比較的短い登場ページ数の中で小便するシーンが二回も登場する金田一耕助とか何!?ってかんじだけど、一般人から見た金田一耕助がいっぱい語られてて良かったな。
瞳が澄んでるらしいです。
■以下は最悪BLでメチャクチャになってた記録
夜歩く、最初に思ったのとは別ベクトルで男男間巨大感情(間に女を挟んだりするから悲劇が起こるんだろ……!!!!!)の話で、執着拗らせ主従友情復讐憎悪BLとしてもなかなかに強いのでは……???

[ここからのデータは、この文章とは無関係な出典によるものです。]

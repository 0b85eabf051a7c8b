//! HTTP client for the scripture API

use reqwest::RequestBuilder;
use serde_json::Value;
use std::time::Duration;
use tracing::{debug, warn};

use crate::core::config::ApiConfig;
use crate::core::errors::{BibleError, Result};
use crate::core::models::{PassageOptions, TranslationsResponse};

/// Header carrying the API key
pub const API_KEY_HEADER: &str = "api-key";

/// Client for the translations and passages endpoints
#[derive(Debug, Clone)]
pub struct BibleClient {
    client: reqwest::Client,
    config: ApiConfig,
}

impl BibleClient {
    /// Create a new client
    pub fn new(config: ApiConfig) -> Result<Self> {
        config.validate().map_err(|e| BibleError::Config {
            message: e.to_string(),
        })?;

        let client = reqwest::Client::builder()
            .timeout(Duration::from_millis(config.timeout_ms))
            .build()?;

        Ok(Self { client, config })
    }

    /// List translations for a language code
    ///
    /// Only the `data` envelope is checked here; entries are decoded one at
    /// a time with `Translation::from_entry`.
    pub async fn translations(&self, language: &str) -> Result<Vec<Value>> {
        let url = self.config.endpoint("/bibles");
        debug!("Fetching translations for language {}", language);

        let body = self
            .get_json(self.client.get(&url).query(&[("language", language)]))
            .await?;

        let response: TranslationsResponse =
            serde_json::from_value(body).map_err(BibleError::shape)?;

        debug!("Received {} translations", response.data.len());
        Ok(response.data)
    }

    /// Fetch a passage document
    ///
    /// `bible_id` and `passage` are interpolated into the path untouched.
    pub async fn passage(
        &self,
        bible_id: &str,
        passage: &str,
        options: &PassageOptions,
    ) -> Result<Value> {
        let url = self
            .config
            .endpoint(&format!("/bibles/{}/passages/{}", bible_id, passage));
        debug!("Fetching passage {} from {}", passage, bible_id);

        self.get_json(self.client.get(&url).query(&options.query_pairs()))
            .await
    }

    /// Send a GET request and decode the JSON body
    async fn get_json(&self, request: RequestBuilder) -> Result<Value> {
        let response = request
            .header(API_KEY_HEADER, &self.config.api_key)
            .header("Accept", "application/json")
            .send()
            .await?;

        let status = response.status();

        if !status.is_success() {
            let status_code = status.as_u16();
            let message = response.text().await.unwrap_or_default();
            warn!("Request failed with status {}", status_code);

            return Err(BibleError::Api {
                status: status_code,
                message,
            });
        }

        Ok(response.json::<Value>().await?)
    }
}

前世からの因縁に加えて(それもすごい話だ……)もとを辿れば仙石→屋代の謎の執着が引き起こした事件じゃん………??
縛り付けられてビンタされてんのに目覚めてすぐ屋代が自分を助けに来てくれたと思える仙石あまりにも屋代のこと信頼しきってて(従者/幇間を見下してるともいえる)傲慢すぎる抱かれない受け…………!?
屋代が仙石を抱いていればと思わずにいられないけど屋代は仙石に対してああいうかんじだから望みなし!!!
屋代と八千代の関係性からいっても「抱いたから何?」ってかんじになるだろうしな……。
でも仙石の場合思いっきり下手に出て素直に頼めば屋代も征服欲とか支配欲が刺激されて行けたと思うよわりとマジで…いやどうだろう……ないか…?ないな?
むしろ仙石のことだからもっと強引に振る舞って屋代を犯す側なんだろうな…お静にしたことを思うと………。
ていうか愛する屋代の彼女だからこそお静が壊れるまでなぶったのか……?女を巻き込むんじゃない!!!💢💢💢最悪すぎる!!!!!!
幼い頃から心に傷を負うレベルで祖父母から繰り返し聞かされてきたご先祖様の昔話に登場する仇の子孫が目の前に現れて……、とかも因縁BLのお手本みたい……。
仙石から屋代への執着だけでなく、屋代から仙石にも因縁的な執着心があったんだろうな…。
仙石の他に頼るあてが無かったにしても戦争に行くときにあえて恋人を任せていったのだってそれなりの信頼があったからだと思うし、その信頼を最悪な形で踏み躙られたのが屋代視点なんだからそりゃもうえげつない復讐にも走るよな……。
仙石視点だと女に不自由してないようなボンボンが、遊びのつもりか嫉妬に駆られて(?)友人の彼女をなぶりものにして壊したということになるし、壊れたあとわざわざずっと誰の目にも触れないよう死んだことにして閉じ込めておいたのもまたこう……屋代にはそのことを知られたくなかったんだろうな……というのが伝わってきて…………何……???最悪BLだよ!!!!!!!
ていうか仙石、屋代と一緒に寝てる時に夢遊病の症状が出てお静のことがなんらかの形で屋代にバレるパターンとかは考えなかったのかな!?ガバだね!

横溝正史とはBLの趣味が合う気がしてきた。